EXERCISE BRIEF → Scan the lines below for "ODataList" and copy the matches.

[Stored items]
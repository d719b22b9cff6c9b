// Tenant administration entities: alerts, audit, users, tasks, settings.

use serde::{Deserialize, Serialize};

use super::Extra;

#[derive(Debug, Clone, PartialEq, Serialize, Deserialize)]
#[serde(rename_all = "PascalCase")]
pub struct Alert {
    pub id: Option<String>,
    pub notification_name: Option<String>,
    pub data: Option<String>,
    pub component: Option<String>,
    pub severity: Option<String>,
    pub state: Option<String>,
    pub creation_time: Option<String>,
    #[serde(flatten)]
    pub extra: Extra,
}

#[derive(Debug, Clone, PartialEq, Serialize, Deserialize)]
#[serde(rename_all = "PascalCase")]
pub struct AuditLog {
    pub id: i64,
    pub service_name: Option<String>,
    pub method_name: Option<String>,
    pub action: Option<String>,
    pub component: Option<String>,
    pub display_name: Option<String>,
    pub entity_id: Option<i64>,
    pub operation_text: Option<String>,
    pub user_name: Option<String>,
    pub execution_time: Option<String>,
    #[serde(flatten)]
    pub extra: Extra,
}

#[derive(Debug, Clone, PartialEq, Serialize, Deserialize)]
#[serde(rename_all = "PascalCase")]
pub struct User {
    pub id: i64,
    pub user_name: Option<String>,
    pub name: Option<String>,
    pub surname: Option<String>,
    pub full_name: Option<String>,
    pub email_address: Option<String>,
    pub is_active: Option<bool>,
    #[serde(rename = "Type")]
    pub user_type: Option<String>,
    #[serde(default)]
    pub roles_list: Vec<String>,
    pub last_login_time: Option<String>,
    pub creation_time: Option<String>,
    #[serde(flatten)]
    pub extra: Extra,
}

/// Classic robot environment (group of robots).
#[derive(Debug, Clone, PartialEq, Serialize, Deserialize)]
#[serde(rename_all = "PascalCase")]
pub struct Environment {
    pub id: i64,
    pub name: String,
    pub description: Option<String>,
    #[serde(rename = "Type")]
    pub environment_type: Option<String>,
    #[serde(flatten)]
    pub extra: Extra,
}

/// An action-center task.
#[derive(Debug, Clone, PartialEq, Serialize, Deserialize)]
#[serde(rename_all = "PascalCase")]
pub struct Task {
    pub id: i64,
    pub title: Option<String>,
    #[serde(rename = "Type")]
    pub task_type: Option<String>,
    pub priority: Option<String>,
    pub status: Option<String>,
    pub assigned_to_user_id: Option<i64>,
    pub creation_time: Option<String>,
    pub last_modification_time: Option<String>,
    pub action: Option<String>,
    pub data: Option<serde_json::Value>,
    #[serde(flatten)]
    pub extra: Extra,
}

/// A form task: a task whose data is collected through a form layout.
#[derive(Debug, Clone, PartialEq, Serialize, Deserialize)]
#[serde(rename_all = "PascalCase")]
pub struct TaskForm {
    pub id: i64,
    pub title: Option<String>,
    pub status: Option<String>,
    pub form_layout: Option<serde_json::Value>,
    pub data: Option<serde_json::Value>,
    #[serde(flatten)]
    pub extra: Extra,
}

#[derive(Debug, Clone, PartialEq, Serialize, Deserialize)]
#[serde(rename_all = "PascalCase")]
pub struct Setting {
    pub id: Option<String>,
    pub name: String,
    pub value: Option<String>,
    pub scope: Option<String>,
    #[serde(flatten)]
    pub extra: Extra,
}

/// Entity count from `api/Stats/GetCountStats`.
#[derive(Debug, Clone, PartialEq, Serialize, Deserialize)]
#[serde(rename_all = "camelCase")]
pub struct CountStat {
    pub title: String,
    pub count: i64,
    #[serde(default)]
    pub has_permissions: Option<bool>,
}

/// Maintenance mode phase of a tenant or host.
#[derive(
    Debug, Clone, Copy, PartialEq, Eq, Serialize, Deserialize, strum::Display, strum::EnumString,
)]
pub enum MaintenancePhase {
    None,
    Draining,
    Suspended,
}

* * *

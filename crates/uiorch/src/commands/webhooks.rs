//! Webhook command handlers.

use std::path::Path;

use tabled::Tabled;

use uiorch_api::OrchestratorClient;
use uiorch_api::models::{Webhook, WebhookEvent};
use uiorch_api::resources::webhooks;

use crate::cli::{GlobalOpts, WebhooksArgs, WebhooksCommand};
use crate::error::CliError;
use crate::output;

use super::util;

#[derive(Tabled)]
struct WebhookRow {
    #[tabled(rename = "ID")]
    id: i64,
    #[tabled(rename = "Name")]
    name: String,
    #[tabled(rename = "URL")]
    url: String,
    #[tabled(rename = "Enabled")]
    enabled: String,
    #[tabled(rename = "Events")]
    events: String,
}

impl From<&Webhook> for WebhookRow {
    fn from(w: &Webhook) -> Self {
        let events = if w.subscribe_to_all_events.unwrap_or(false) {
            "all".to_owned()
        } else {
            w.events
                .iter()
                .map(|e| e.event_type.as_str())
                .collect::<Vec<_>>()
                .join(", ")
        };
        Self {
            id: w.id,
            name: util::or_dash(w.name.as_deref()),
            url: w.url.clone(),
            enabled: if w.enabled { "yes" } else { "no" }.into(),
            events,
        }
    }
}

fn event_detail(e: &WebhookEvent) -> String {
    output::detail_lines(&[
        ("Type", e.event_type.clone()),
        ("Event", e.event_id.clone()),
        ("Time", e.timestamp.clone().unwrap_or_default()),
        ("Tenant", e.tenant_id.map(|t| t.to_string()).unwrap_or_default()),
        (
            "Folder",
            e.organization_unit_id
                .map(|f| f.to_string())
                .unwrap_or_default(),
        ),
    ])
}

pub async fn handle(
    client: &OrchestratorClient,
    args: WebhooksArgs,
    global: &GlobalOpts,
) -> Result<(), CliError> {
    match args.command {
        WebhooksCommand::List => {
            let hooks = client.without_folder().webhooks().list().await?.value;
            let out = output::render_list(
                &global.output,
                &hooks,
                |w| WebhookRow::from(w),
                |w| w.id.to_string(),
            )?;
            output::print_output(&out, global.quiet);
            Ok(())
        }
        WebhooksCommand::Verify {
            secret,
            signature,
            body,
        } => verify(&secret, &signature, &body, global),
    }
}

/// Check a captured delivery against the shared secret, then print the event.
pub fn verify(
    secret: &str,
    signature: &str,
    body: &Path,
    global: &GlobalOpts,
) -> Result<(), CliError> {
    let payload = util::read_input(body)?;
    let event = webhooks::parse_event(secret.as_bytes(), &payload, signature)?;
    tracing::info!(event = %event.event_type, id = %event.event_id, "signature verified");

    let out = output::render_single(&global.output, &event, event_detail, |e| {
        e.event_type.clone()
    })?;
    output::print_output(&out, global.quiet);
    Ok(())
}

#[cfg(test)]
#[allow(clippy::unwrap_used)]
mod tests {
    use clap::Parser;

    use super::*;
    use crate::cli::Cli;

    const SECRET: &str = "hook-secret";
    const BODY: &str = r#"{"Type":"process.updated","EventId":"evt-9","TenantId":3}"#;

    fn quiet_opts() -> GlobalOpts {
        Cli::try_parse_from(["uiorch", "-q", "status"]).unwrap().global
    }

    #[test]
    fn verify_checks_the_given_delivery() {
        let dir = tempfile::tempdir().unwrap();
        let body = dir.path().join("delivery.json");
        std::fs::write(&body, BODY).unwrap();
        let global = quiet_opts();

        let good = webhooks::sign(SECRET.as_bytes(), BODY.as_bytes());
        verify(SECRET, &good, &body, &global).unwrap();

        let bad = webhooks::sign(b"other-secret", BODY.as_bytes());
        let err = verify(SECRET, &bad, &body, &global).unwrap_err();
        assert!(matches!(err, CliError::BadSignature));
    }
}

--

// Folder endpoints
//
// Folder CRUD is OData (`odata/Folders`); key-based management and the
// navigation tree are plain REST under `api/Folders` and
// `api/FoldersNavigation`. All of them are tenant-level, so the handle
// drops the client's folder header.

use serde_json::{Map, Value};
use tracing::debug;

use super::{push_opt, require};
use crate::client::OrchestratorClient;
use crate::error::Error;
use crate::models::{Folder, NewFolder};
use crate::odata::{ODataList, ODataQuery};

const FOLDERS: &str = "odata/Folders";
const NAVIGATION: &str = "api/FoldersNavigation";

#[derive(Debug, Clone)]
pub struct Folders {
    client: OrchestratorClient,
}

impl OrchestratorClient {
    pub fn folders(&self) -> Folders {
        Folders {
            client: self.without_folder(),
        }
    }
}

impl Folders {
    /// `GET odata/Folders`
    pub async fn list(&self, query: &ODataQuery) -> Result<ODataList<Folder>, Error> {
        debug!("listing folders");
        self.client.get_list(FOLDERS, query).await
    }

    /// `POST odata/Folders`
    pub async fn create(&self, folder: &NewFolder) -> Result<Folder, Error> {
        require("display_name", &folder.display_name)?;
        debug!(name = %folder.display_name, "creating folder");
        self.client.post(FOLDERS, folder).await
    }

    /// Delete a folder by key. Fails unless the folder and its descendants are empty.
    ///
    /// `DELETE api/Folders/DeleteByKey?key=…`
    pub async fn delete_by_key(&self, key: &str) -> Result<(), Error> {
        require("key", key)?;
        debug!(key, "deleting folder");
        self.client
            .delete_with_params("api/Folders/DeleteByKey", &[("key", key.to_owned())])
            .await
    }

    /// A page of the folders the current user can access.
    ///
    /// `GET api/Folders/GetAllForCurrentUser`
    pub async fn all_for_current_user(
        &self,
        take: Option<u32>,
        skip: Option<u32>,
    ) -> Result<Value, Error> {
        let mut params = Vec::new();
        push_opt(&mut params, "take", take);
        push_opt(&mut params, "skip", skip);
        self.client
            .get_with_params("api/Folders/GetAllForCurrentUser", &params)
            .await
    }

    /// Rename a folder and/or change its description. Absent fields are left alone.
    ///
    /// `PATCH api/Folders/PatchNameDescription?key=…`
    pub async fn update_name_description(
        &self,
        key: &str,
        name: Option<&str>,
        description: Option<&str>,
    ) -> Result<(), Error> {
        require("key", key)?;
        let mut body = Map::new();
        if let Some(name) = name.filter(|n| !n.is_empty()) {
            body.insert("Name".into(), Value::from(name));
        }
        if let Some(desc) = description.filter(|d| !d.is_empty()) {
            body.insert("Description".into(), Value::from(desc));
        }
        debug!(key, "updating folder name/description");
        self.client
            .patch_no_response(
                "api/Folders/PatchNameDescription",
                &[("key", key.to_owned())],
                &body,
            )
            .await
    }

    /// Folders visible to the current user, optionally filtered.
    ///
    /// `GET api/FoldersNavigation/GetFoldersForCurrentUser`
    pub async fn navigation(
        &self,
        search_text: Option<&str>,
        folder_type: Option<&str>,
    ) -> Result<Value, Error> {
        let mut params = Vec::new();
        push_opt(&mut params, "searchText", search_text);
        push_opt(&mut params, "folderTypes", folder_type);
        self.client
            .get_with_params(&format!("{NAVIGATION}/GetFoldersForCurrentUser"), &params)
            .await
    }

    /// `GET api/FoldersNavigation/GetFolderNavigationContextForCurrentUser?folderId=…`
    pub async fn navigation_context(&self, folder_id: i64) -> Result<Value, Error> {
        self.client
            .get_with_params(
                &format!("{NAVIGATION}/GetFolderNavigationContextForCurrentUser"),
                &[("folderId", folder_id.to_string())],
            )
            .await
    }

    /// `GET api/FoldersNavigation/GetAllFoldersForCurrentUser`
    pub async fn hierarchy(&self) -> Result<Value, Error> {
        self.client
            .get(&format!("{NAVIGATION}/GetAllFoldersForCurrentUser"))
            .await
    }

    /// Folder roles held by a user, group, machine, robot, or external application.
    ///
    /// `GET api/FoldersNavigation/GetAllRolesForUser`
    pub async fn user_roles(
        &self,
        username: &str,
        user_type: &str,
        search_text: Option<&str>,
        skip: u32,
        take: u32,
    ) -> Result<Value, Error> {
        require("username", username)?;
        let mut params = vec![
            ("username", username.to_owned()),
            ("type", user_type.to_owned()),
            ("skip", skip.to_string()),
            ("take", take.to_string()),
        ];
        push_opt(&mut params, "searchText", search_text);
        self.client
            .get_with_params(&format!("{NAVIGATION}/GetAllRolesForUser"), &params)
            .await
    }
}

RESPONSE →
use crate::odata::{ODataList, ODataQuery};
    pub async fn list(&self, query: &ODataQuery) -> Result<ODataList<Folder>, Error> {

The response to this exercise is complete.